Most people who visit Kyrgyzstan head straight to its most famous sights such as Lake Song-Kul and Lake Issyk-Kul. However, if you go ‘off-the-beaten’ track, you will discover some of Kyrgyzstan’s lesser known sights and find that those are just as spectacular. I ended up spending most of my time in these relatively little visited places and thoroughly enjoyed it. There were often none or just a few travelers around, giving me the opportunity to fully enjoy the stunning and peaceful surroundings. It may take a few hours on bumpy roads to get to these spots, but I promise it’s absolutely worth it.

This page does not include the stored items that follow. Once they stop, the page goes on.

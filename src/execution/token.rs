//! Access tokens
//!
//! Token acquisition is delegated to a [`TokenProvider`]. Any failure to obtain a
//! token is an authentication error and is never retried. Tokens are cached only
//! for the duration of one execute() call ([`CallTokens`]).

use crate::error::{QueryError, Result};
use async_trait::async_trait;
use chrono::{DateTime, Duration as ChronoDuration, Utc};
use reqwest::Client;
use serde::Deserialize;
use std::collections::HashMap;
use std::sync::Arc;
use tracing::{debug, warn};

const DEFAULT_AUTHORITY: &str = "https://login.microsoftonline.com";
const IMDS_ENDPOINT: &str = "http://169.254.169.254/metadata/identity/oauth2/token";
const IMDS_API_VERSION: &str = "2018-02-01";

#[derive(Debug, Clone)]
pub struct AccessToken {
    pub token: String,
    pub expires_at: Option<DateTime<Utc>>,
}

impl AccessToken {
    pub fn new(token: impl Into<String>) -> Self {
        Self {
            token: token.into(),
            expires_at: None,
        }
    }

    pub fn is_expired(&self) -> bool {
        self.expires_at.map_or(false, |at| at <= Utc::now())
    }
}

#[async_trait]
pub trait TokenProvider: Send + Sync {
    /// Provider name for logs
    fn name(&self) -> &str;

    async fn get_token(&self, scope: &str) -> Result<AccessToken>;
}

#[derive(Debug, Deserialize)]
struct TokenResponse {
    access_token: String,
    #[serde(default)]
    expires_in: Option<serde_json::Value>,
}

impl TokenResponse {
    fn into_token(self) -> AccessToken {
        // Identity endpoints send expires_in as a number or a numeric string
        let seconds = match &self.expires_in {
            Some(serde_json::Value::Number(n)) => n.as_i64(),
            Some(serde_json::Value::String(s)) => s.parse().ok(),
            _ => None,
        };
        AccessToken {
            token: self.access_token,
            expires_at: seconds.map(|s| Utc::now() + ChronoDuration::seconds(s)),
        }
    }
}

/// A fixed token, e.g. from `AZURE_ACCESS_TOKEN`
pub struct StaticTokenProvider {
    token: String,
}

impl StaticTokenProvider {
    pub fn new(token: impl Into<String>) -> Self {
        Self {
            token: token.into(),
        }
    }

    pub fn from_env() -> Option<Self> {
        std::env::var("AZURE_ACCESS_TOKEN")
            .ok()
            .filter(|t| !t.trim().is_empty())
            .map(Self::new)
    }
}

#[async_trait]
impl TokenProvider for StaticTokenProvider {
    fn name(&self) -> &str {
        "static"
    }

    async fn get_token(&self, _scope: &str) -> Result<AccessToken> {
        Ok(AccessToken::new(self.token.clone()))
    }
}

/// OAuth2 client-credentials grant against the identity authority
pub struct ClientSecretCredential {
    tenant_id: String,
    client_id: String,
    client_secret: String,
    authority: String,
    client: Client,
}

impl ClientSecretCredential {
    pub fn new(tenant_id: String, client_id: String, client_secret: String, client: Client) -> Self {
        Self {
            tenant_id,
            client_id,
            client_secret,
            authority: DEFAULT_AUTHORITY.to_string(),
            client,
        }
    }

    pub fn with_authority(mut self, authority: &str) -> Self {
        self.authority = authority.trim_end_matches('/').to_string();
        self
    }

    /// From `AZURE_TENANT_ID`, `AZURE_CLIENT_ID` and `AZURE_CLIENT_SECRET`
    pub fn from_env(client: Client) -> Option<Self> {
        let var = |key: &str| std::env::var(key).ok().filter(|v| !v.trim().is_empty());
        Some(Self::new(
            var("AZURE_TENANT_ID")?,
            var("AZURE_CLIENT_ID")?,
            var("AZURE_CLIENT_SECRET")?,
            client,
        ))
    }
}

#[async_trait]
impl TokenProvider for ClientSecretCredential {
    fn name(&self) -> &str {
        "client_secret"
    }

    async fn get_token(&self, scope: &str) -> Result<AccessToken> {
        let url = format!("{}/{}/oauth2/v2.0/token", self.authority, self.tenant_id);
        let response = self
            .client
            .post(&url)
            .form(&[
                ("grant_type", "client_credentials"),
                ("client_id", self.client_id.as_str()),
                ("client_secret", self.client_secret.as_str()),
                ("scope", scope),
            ])
            .send()
            .await
            .map_err(|e| QueryError::Authentication(format!("Token request failed: {}", e)))?;

        let status = response.status();
        if !status.is_success() {
            let body = response.text().await.unwrap_or_default();
            return Err(QueryError::Authentication(format!(
                "Token endpoint returned {}: {}",
                status, body
            )));
        }

        let parsed: TokenResponse = response
            .json()
            .await
            .map_err(|e| QueryError::Authentication(format!("Failed to parse token response: {}", e)))?;
        Ok(parsed.into_token())
    }
}

/// Token from the instance metadata endpoint of a managed identity
pub struct ManagedIdentityCredential {
    endpoint: String,
    client_id: Option<String>,
    client: Client,
}

impl ManagedIdentityCredential {
    pub fn new(client: Client) -> Self {
        Self {
            endpoint: IMDS_ENDPOINT.to_string(),
            client_id: std::env::var("AZURE_CLIENT_ID").ok().filter(|v| !v.is_empty()),
            client,
        }
    }

    pub fn with_endpoint(mut self, endpoint: &str) -> Self {
        self.endpoint = endpoint.to_string();
        self
    }
}

#[async_trait]
impl TokenProvider for ManagedIdentityCredential {
    fn name(&self) -> &str {
        "managed_identity"
    }

    async fn get_token(&self, scope: &str) -> Result<AccessToken> {
        let resource = scope.trim_end_matches("/.default");
        let mut query = vec![("api-version", IMDS_API_VERSION), ("resource", resource)];
        if let Some(client_id) = &self.client_id {
            query.push(("client_id", client_id.as_str()));
        }

        let response = self
            .client
            .get(&self.endpoint)
            .header("Metadata", "true")
            .query(&query)
            .send()
            .await
            .map_err(|e| QueryError::Authentication(format!("Managed identity unavailable: {}", e)))?;

        let status = response.status();
        if !status.is_success() {
            return Err(QueryError::Authentication(format!(
                "Managed identity endpoint returned {}",
                status
            )));
        }

        let parsed: TokenResponse = response
            .json()
            .await
            .map_err(|e| QueryError::Authentication(format!("Failed to parse token response: {}", e)))?;
        Ok(parsed.into_token())
    }
}

/// Tries each provider in order; the first token wins
pub struct ChainedTokenProvider {
    providers: Vec<Arc<dyn TokenProvider>>,
}

impl ChainedTokenProvider {
    pub fn new(providers: Vec<Arc<dyn TokenProvider>>) -> Self {
        Self { providers }
    }

    /// Static token, then client secret, then managed identity
    pub fn from_env(client: Client) -> Self {
        let mut providers: Vec<Arc<dyn TokenProvider>> = Vec::new();
        if let Some(p) = StaticTokenProvider::from_env() {
            providers.push(Arc::new(p));
        }
        if let Some(p) = ClientSecretCredential::from_env(client.clone()) {
            providers.push(Arc::new(p));
        }
        providers.push(Arc::new(ManagedIdentityCredential::new(client)));
        Self::new(providers)
    }
}

#[async_trait]
impl TokenProvider for ChainedTokenProvider {
    fn name(&self) -> &str {
        "chained"
    }

    async fn get_token(&self, scope: &str) -> Result<AccessToken> {
        let mut failures = Vec::new();
        for provider in &self.providers {
            match provider.get_token(scope).await {
                Ok(token) => {
                    debug!("Token for {} from {}", scope, provider.name());
                    return Ok(token);
                }
                Err(e) => {
                    warn!("Credential {} failed: {}", provider.name(), e);
                    failures.push(format!("{}: {}", provider.name(), e));
                }
            }
        }
        Err(QueryError::Authentication(format!(
            "No credential produced a token ({})",
            failures.join("; ")
        )))
    }
}

/// Tokens acquired during one execute() call, keyed by scope
pub struct CallTokens<'a> {
    provider: &'a dyn TokenProvider,
    cache: HashMap<String, AccessToken>,
}

impl<'a> CallTokens<'a> {
    pub fn new(provider: &'a dyn TokenProvider) -> Self {
        Self {
            provider,
            cache: HashMap::new(),
        }
    }

    pub async fn get(&mut self, scope: &str) -> Result<String> {
        if let Some(token) = self.cache.get(scope) {
            if !token.is_expired() {
                return Ok(token.token.clone());
            }
        }
        let token = self.provider.get_token(scope).await?;
        let value = token.token.clone();
        self.cache.insert(scope.to_string(), token);
        Ok(value)
    }
}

Kyrgyzstan was part of my solo Silk Road backpacking adventure. Read more about this trip here.

Kol-Tor 

It only takes a short marshrutka ride from Bishkek, a bit of hitchhiking and a good half day’s hike through a lush green valley to reach spectacular Kol-Tor. The lake’s color was unlike anything I’ve ever seen. You can stay the night at the lake and hike to some huge glaciers the next day. Although the local Trekkers Union of Kyrgyzstan organizes monthly trips, the lake is still relatively unknown. There is big chance you will have the lake and glaciers all to yourself (like we had!).

To get there: take the 09.30 bus to Kegeti from Bishkek East terminal. Follow the directions on Stephen’s website Monk Bought Lunch. Just let the other people in the bus know that you’d like to go to the gorge. Stay right from the TUK guesthouse and then remain left of the river. When the river stops, cross the river to the right and then make your way on the path again to the left. Stay in the valley on the path, cross three or four hills and you’re there!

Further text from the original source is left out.